## ASSIGNMENT
Could you set down exactly the lines of the data below, starting at the one that holds "assert_eq!(next, 3);" and ending at the one that holds "assert!(!config.is_stale());", both included, and only those?

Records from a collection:
____
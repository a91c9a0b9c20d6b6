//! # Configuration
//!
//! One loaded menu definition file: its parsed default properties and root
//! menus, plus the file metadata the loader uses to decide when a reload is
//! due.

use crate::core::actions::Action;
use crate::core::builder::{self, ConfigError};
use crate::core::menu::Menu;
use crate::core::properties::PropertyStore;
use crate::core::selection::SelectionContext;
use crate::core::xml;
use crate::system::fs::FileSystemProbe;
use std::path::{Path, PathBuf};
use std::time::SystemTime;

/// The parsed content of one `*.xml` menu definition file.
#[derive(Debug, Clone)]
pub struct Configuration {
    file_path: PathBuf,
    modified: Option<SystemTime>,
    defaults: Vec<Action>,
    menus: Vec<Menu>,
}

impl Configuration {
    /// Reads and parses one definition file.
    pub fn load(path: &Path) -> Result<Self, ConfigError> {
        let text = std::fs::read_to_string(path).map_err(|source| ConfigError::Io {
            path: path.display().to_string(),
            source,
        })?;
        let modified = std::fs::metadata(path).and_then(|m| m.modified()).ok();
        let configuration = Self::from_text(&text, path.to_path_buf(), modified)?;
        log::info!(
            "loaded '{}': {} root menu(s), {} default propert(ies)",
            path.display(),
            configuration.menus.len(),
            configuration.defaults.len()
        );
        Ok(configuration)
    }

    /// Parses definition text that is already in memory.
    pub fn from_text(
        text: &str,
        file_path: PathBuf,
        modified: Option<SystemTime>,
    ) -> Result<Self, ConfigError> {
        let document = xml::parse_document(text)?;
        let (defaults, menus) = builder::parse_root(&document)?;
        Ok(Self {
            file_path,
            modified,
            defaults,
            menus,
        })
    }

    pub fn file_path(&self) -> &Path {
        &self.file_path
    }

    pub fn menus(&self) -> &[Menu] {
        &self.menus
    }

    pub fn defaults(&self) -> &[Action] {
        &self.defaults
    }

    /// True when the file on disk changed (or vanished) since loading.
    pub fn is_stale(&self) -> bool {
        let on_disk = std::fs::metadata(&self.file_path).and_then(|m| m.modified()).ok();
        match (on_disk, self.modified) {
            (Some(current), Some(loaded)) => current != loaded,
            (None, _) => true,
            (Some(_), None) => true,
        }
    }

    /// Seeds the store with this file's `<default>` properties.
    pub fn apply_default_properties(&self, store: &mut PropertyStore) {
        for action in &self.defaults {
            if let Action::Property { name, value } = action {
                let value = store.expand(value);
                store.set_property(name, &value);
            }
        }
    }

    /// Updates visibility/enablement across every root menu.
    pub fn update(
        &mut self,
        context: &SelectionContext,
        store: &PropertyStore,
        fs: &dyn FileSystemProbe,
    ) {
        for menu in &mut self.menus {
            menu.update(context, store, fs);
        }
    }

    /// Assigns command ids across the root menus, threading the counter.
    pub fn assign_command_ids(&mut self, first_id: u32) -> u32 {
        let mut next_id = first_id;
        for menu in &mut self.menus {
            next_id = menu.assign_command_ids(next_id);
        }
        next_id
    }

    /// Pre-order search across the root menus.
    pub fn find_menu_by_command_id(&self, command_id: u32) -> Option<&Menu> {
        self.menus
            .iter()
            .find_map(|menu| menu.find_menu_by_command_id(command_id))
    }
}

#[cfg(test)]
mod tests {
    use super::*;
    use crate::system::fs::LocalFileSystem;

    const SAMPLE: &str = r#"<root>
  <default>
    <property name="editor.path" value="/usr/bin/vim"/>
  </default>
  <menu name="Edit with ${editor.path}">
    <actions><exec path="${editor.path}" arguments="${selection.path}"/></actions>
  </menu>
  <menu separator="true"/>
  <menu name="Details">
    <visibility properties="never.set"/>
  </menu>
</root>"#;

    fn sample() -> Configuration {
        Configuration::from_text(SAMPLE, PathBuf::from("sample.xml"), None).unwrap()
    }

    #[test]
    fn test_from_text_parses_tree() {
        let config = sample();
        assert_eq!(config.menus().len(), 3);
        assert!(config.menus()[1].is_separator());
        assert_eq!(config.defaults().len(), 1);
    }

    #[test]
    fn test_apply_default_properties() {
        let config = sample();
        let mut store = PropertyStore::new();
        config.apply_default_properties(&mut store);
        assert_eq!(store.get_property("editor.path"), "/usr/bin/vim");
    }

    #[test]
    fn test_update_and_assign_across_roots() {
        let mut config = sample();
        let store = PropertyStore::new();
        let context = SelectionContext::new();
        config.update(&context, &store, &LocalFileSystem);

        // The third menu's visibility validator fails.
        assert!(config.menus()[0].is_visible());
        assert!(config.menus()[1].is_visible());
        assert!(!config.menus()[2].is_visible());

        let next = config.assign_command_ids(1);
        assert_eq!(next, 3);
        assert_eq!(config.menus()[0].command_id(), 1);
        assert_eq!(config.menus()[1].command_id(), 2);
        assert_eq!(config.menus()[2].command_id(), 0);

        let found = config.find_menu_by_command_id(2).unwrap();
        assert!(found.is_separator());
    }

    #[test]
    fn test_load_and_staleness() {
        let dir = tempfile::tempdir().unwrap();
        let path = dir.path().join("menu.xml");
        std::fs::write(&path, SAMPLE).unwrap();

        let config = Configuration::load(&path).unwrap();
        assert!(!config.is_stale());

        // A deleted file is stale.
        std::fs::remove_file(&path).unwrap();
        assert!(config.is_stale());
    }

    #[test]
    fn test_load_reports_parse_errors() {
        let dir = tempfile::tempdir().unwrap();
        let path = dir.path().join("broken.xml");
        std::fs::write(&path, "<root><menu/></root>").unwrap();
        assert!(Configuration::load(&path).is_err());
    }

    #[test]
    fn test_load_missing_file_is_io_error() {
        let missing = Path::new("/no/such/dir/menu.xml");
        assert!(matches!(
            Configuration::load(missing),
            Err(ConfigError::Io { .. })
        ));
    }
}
____
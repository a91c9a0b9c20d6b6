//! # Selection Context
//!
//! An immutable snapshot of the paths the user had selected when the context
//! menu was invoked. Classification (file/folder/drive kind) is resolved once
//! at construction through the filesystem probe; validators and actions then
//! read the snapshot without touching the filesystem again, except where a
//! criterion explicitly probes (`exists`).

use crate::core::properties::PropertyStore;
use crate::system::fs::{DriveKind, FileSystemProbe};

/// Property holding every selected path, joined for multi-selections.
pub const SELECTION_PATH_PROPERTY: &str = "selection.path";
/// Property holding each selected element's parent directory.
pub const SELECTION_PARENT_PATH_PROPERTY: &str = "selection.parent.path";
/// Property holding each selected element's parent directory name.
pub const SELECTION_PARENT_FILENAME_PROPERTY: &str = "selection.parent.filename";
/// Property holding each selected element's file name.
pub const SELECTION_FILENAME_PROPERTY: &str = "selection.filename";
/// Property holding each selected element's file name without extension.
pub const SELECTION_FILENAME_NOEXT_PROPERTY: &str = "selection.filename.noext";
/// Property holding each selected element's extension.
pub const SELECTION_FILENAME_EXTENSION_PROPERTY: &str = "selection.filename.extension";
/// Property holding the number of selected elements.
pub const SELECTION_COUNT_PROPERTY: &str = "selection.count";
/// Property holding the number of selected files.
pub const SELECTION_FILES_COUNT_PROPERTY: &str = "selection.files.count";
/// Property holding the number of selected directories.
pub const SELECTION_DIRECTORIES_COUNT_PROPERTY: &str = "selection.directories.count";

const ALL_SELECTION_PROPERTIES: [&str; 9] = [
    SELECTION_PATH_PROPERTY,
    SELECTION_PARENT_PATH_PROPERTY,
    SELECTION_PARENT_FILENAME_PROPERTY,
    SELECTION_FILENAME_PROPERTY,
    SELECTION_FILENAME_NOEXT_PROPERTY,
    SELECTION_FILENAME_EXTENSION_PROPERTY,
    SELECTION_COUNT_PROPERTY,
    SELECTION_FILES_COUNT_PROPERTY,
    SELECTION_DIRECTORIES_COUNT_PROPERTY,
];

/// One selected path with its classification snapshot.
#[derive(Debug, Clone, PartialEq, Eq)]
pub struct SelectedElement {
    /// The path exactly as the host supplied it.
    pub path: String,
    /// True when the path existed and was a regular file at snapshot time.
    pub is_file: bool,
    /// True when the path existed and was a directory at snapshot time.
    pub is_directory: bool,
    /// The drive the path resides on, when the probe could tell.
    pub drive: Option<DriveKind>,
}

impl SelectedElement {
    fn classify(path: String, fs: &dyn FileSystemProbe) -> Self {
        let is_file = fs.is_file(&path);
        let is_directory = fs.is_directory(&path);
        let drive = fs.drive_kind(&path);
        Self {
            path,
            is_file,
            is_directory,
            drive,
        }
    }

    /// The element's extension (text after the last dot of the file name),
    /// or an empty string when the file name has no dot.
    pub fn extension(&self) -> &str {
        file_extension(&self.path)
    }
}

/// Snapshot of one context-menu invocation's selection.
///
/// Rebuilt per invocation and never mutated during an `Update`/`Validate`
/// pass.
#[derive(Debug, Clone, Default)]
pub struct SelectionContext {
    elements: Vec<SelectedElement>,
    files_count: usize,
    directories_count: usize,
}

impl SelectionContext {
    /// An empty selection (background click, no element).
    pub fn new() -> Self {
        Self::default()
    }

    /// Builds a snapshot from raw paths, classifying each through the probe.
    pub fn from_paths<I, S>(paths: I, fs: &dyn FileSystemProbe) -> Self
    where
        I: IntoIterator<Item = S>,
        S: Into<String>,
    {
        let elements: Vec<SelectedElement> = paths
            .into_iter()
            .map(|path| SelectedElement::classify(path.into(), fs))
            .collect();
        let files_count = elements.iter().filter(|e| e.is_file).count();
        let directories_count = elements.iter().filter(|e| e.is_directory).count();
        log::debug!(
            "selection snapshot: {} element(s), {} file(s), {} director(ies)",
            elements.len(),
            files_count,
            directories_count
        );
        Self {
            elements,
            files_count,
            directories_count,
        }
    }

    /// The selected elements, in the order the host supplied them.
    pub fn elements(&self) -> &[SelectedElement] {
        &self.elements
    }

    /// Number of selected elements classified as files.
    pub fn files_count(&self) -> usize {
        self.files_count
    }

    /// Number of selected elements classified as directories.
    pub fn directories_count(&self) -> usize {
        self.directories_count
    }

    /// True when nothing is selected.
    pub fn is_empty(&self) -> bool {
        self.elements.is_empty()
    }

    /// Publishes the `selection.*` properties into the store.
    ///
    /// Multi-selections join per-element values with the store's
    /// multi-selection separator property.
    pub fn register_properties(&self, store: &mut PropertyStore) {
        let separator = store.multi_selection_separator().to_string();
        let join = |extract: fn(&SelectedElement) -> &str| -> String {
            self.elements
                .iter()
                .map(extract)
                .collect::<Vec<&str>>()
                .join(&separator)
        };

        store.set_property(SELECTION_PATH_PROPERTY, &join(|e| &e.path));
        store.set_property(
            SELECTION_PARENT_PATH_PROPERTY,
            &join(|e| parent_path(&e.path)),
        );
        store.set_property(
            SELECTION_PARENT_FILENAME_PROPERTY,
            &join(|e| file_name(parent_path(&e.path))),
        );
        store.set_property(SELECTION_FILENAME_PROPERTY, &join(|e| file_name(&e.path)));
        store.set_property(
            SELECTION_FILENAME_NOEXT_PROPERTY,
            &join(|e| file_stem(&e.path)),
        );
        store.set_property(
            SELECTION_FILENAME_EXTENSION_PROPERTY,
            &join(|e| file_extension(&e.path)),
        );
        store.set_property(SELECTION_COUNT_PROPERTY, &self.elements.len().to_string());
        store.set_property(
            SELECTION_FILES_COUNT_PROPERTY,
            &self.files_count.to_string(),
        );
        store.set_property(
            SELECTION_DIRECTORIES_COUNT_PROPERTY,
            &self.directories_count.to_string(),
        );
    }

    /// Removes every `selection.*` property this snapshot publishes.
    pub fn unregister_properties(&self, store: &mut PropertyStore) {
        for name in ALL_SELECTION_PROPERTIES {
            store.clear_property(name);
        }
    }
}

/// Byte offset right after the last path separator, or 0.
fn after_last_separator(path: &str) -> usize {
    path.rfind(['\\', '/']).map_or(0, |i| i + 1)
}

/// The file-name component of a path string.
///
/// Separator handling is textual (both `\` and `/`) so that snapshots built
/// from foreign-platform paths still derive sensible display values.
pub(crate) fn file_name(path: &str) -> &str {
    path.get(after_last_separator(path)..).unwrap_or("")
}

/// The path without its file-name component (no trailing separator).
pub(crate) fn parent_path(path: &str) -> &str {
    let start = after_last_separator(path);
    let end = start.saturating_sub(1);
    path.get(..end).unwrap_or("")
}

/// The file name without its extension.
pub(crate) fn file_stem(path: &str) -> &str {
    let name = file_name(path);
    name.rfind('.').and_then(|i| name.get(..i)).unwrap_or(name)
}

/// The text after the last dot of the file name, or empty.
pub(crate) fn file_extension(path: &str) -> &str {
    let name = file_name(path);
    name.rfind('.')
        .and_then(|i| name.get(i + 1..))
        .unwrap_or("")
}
____
## OUTPUT FOR THIS TASK
        assert_eq!(next, 3);
        assert_eq!(config.menus()[0].command_id(), 1);
        assert_eq!(config.menus()[1].command_id(), 2);
        assert_eq!(config.menus()[2].command_id(), 0);

        let found = config.find_menu_by_command_id(2).unwrap();
        assert!(found.is_separator());
    }

    #[test]
    fn test_load_and_staleness() {
        let dir = tempfile::tempdir().unwrap();
        let path = dir.path().join("menu.xml");
        std::fs::write(&path, SAMPLE).unwrap();

        let config = Configuration::load(&path).unwrap();
        assert!(!config.is_stale());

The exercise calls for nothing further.